In dieser Woche gewann Lia Thomas die US-College-Schwimmmeisterschaften der Frauen über die 500 Yards Freistil mit 1,75 Sekunden Vorsprung vor der Zweitplatzierten Emma Weyant. Das mag zunächst einmal nicht nach einer besonderen Nachricht klingeln, erhält jedoch an Brisanz, wenn man bedenkt, dass Lia Thomas ein Mann ist – eine Transfrau.

Die Frage, die sich unweigerlich stellt, sei diese sehr umfassende Frage mal nur auf sportliche Wettbewerbe eingeschränkt, ist doch die: wie kann es sein, dass offensichtlich jede männliche Person durch die bloße – scheinbar unanfechtbare – Aussage, eigentlich eine Frau zu sein, obwohl biologische Merkmale das Gegenteil bezeugen, an Wettkämpfen für Frauen teilnehmen darf?

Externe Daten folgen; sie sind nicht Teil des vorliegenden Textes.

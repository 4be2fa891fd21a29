//! Configuration schema definitions.
//!
//! This module defines the structure of a topology file.
//! All types derive Serde traits for deserialization from TOML.

use std::collections::BTreeMap;
use serde::{Deserialize, Serialize};

pub use crate::health::state::WarnPolicy;
use crate::topology::{ComponentId, EndpointConfig, PingEntry, RPI_PING_TABLE};

/// Root configuration for the topology.
#[derive(Debug, Clone, Deserialize, Serialize)]
#[serde(default)]
pub struct TopologyConfig {
    /// Ground-link endpoint handed to the comm driver.
    pub endpoint: EndpointConfig,

    /// Assembly-phase settings.
    pub assembly: AssemblyConfig,

    /// Watchdog policy.
    pub watchdog: WatchdogConfig,

    /// Observability settings.
    pub observability: ObservabilityConfig,

    /// Ping thresholds keyed by component instance name.
    pub ping: BTreeMap<ComponentId, PingEntry>,
}

impl Default for TopologyConfig {
    fn default() -> Self {
        Self {
            endpoint: EndpointConfig::default(),
            assembly: AssemblyConfig::default(),
            watchdog: WatchdogConfig::default(),
            observability: ObservabilityConfig::default(),
            ping: RPI_PING_TABLE.iter().collect(),
        }
    }
}

/// Assembly-phase configuration.
#[derive(Debug, Clone, Default, Deserialize, Serialize)]
#[serde(default)]
pub struct AssemblyConfig {
    /// Cap on bytes allocated while building the topology (unbounded if unset).
    pub memory_budget_bytes: Option<usize>,
}

/// Watchdog configuration.
#[derive(Debug, Clone, Default, Deserialize, Serialize)]
#[serde(default)]
pub struct WatchdogConfig {
    pub warn_policy: WarnPolicy,
}

/// Observability configuration.
#[derive(Debug, Clone, Deserialize, Serialize)]
#[serde(default)]
pub struct ObservabilityConfig {
    /// Log level (trace, debug, info, warn, error).
    pub log_level: String,

    /// Emit JSON log lines instead of human-readable ones.
    pub json: bool,
}

impl Default for ObservabilityConfig {
    fn default() -> Self {
        Self {
            log_level: "info".to_string(),
            json: false,
        }
    }
}
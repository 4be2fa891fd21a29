//! Configuration loading from disk.

use std::fs;
use std::path::Path;
use thiserror::Error;

use crate::config::schema::TopologyConfig;
use crate::config::validation::{validate_config, ValidationError};

/// Error type for configuration loading.
#[derive(Debug, Error)]
pub enum ConfigError {
    #[error("IO error: {0}")]
    Io(#[from] std::io::Error),

    #[error("Parse error: {0}")]
    Parse(#[from] toml::de::Error),

    #[error("Validation failed: {}", join_errors(.0))]
    Validation(Vec<ValidationError>),
}

fn join_errors(errors: &[ValidationError]) -> String {
    errors
        .iter()
        .map(ToString::to_string)
        .collect::<Vec<_>>()
        .join(", ")
}

/// Load and validate configuration from a TOML file.
pub fn load_config(path: &Path) -> Result<TopologyConfig, ConfigError> {
    let content = fs::read_to_string(path)?;
    let config = parse_config(&content)?;
    tracing::debug!(path = %path.display(), "Topology configuration loaded");
    Ok(config)
}

/// Parse and validate configuration from TOML text.
pub fn parse_config(content: &str) -> Result<TopologyConfig, ConfigError> {
    let config: TopologyConfig = toml::from_str(content)?;
    validate_config(&config).map_err(ConfigError::Validation)?;
    Ok(config)
}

Physiologische Leistungsmerkmale divergieren nun einmal nicht von der Hand zu weisend zwischen den einzelnen Geschlechtern, und deswegen ist es der einzige richtige Weg, sich voneinander getrennt zu messen – sonst wird ein fairer Wettkampf niemals möglich sein. Gehen wir ein wenig weiter, dorthin, wohin Sportlerinnen typischerweise den Gang vor einem Wettbewerb antreten: wie kann es sein, dass nun auf einmal Männer Zugang zu Umkleideräumen von Frauen erhalten, die eigentlich Schutzzonen für diese sein sollten und sein müssen?

Um zu verstehen, dass das Problem ein noch viel tiefgreifenderes ist und wir uns tatsächlich Sorgen machen müssen – und ich hoffe, das tun wir schon jetzt, ich wünsche mir und bete dafür, dass fruchtbare Debatten entstehen und insbesondere Mädchen und Frauen geschützt werden -, ist es erforderlich, ein klein wenig die Rahmenbedingungen des Transgenderismus zu verstehen.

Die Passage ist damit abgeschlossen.